We quantified the amount of amyloid beta-peptide (A beta) immunoreactivity as well as amyloid deposits in a large cohort of transgenic mice overexpressing the V717F human amyloid precursor protein (APP(V717F+/-) TG mice) with no, one, or two mouse apolipoprotein E (Apoe) alleles at various ages. Remarkably, no amyloid deposits were found in any brain region of APP(V717F+/-) Apoe(-/-) TG mice as old as 22 mo of age, whereas age-matched APP(V717F+/-) Apoe(+/-) and Apoe(+/+) TG mice display abundant amyloid deposition. The amount of A beta immunoreactivity in the hippocampus was also markedly reduced in an Apoe gene dose-dependent manner (Apoe(+/+) > Apoe(+/-) much greater than Apoe(-/-)), and no A beta immunoreactivity was detected in the cerebral cortex of APP(V717F+/-) Apoe(-/-) TG mice at any of the time points examined.
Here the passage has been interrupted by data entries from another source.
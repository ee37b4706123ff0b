//! Pointer picking and the per-frame highlight protocol.
//!
//! Highlighting is recomputed from scratch every frame:
//! 1. [`pick`] resolves the closest entity under the pointer,
//! 2. [`highlight_set`] expands it through the linked groups,
//! 3. [`apply_highlight`] resets every entity to its base colour and paints
//!    the set with the highlight colour.
//!
//! No entity carries an "is highlighted" flag between frames, so a pointer
//! that leaves an object without a final move event cannot leave a stale
//! highlight behind.

use crate::camera::CameraPose;
use crate::registry::Registry;
use diorama_common::{Color, EntityId};
use glam::{Vec2, Vec3};
use std::collections::BTreeSet;

/// A world-space ray with a unit direction.
#[derive(Debug, Clone, Copy, PartialEq)]
pub struct Ray {
    pub origin: Vec3,
    pub direction: Vec3,
}

impl Ray {
    pub fn new(origin: Vec3, direction: Vec3) -> Self {
        Self {
            origin,
            direction: direction.normalize_or_zero(),
        }
    }

    /// Ray from the camera through a pointer position in normalized device
    /// coordinates (x right, y up, both in -1..=1).
    pub fn from_ndc(ndc: Vec2, camera: &CameraPose) -> Self {
        let inv = camera.view_projection().inverse();
        let far = inv.project_point3(Vec3::new(ndc.x, ndc.y, 1.0));
        Self::new(camera.position(), far - camera.position())
    }

    pub fn at(&self, t: f32) -> Vec3 {
        self.origin + self.direction * t
    }

    pub fn is_degenerate(&self) -> bool {
        self.direction == Vec3::ZERO || !self.direction.is_finite()
    }
}

/// Result of a successful pick.
#[derive(Debug, Clone, Copy, PartialEq)]
pub struct PickHit {
    pub entity: EntityId,
    pub distance: f32,
    pub point: Vec3,
}

/// Distance along `ray` to the entity's surface, if the ray hits it.
///
/// The ray is moved into the entity's local space, so rotation and
/// non-uniform scale are honoured. An entity whose transform collapses a
/// dimension (scale 0) cannot be hit.
pub fn intersect(ray: &Ray, registry: &Registry, id: EntityId) -> Option<f32> {
    let entity = registry.get(id);
    let model = entity.transform().matrix();
    if model.determinant().abs() < 1e-12 {
        return None;
    }
    let inv = model.inverse();
    let origin = inv.transform_point3(ray.origin);
    let dir = inv.transform_vector3(ray.direction);
    entity
        .geometry()
        .intersect_local(origin, dir)
        .filter(|t| *t > 0.0 && t.is_finite())
}

/// Closest candidate hit by the ray through `ndc`, or `None`.
pub fn pick(
    ndc: Vec2,
    camera: &CameraPose,
    registry: &Registry,
    candidates: impl IntoIterator<Item = EntityId>,
) -> Option<PickHit> {
    pick_ray(&Ray::from_ndc(ndc, camera), registry, candidates)
}

/// [`pick`] with an explicit ray.
pub fn pick_ray(
    ray: &Ray,
    registry: &Registry,
    candidates: impl IntoIterator<Item = EntityId>,
) -> Option<PickHit> {
    if ray.is_degenerate() {
        return None;
    }
    candidates
        .into_iter()
        .filter_map(|id| intersect(ray, registry, id).map(|t| (id, t)))
        .min_by(|a, b| a.1.total_cmp(&b.1))
        .map(|(entity, distance)| PickHit {
            entity,
            distance,
            point: ray.at(distance),
        })
}

/// Groups of entities that highlight together.
#[derive(Debug, Clone, Default, PartialEq)]
pub struct HighlightLinks {
    groups: Vec<Vec<EntityId>>,
}

impl HighlightLinks {
    pub fn new() -> Self {
        Self::default()
    }

    /// Link `members` so a hit on any of them highlights all of them.
    pub fn link(&mut self, members: impl IntoIterator<Item = EntityId>) {
        let members: Vec<EntityId> = members.into_iter().collect();
        if members.len() > 1 {
            self.groups.push(members);
        }
    }

    /// Every entity highlighted alongside `id`, including `id` itself.
    pub fn group_of(&self, id: EntityId) -> BTreeSet<EntityId> {
        let mut set = BTreeSet::from([id]);
        for group in self.groups.iter().filter(|g| g.contains(&id)) {
            set.extend(group.iter().copied());
        }
        set
    }
}

/// The set of entities to highlight this frame.
pub fn highlight_set(hit: Option<EntityId>, links: &HighlightLinks) -> BTreeSet<EntityId> {
    hit.map(|id| links.group_of(id)).unwrap_or_default()
}

/// Reset every entity to its base colour, then paint `set` with `color`.
///
/// Each entity's final colour is resolved before it is written, so an
/// unchanged highlight leaves the registry clean.
pub fn apply_highlight(registry: &mut Registry, set: &BTreeSet<EntityId>, color: Color) {
    let targets: Vec<(EntityId, Color)> = registry
        .iter()
        .map(|(id, e)| {
            let shown = if set.contains(&id) {
                color
            } else {
                e.material().base_color
            };
            (id, shown)
        })
        .collect();
    for (id, shown) in targets {
        registry.show_color(id, shown);
    }
}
The absence of apolipoprotein E protein (apoE) dramatically reduced the amount of both A beta(1-40) and A beta(1-42) immunoreactive deposits as well as the resulting astrogliosis and microgliosis normally observed in APP(V717F) TG mice. ApoE immunoreactivity was detected in a subset of A beta immunoreactive deposits and in virtually all thioflavine-S-fluorescent amyloid deposits. Because the absence of apoE alters neither the transcription or translation of the APP(V717F) transgene nor its processing to A beta peptide(s), we postulate that apoE promotes both the deposition and fibrillization of A beta, ultimately affecting clearance of protease-resistant A beta/apoE aggregates. ApoE appears to play an essential role in amyloid deposition in brain, one of the neuropathological hallmarks of Alzheimer's disease.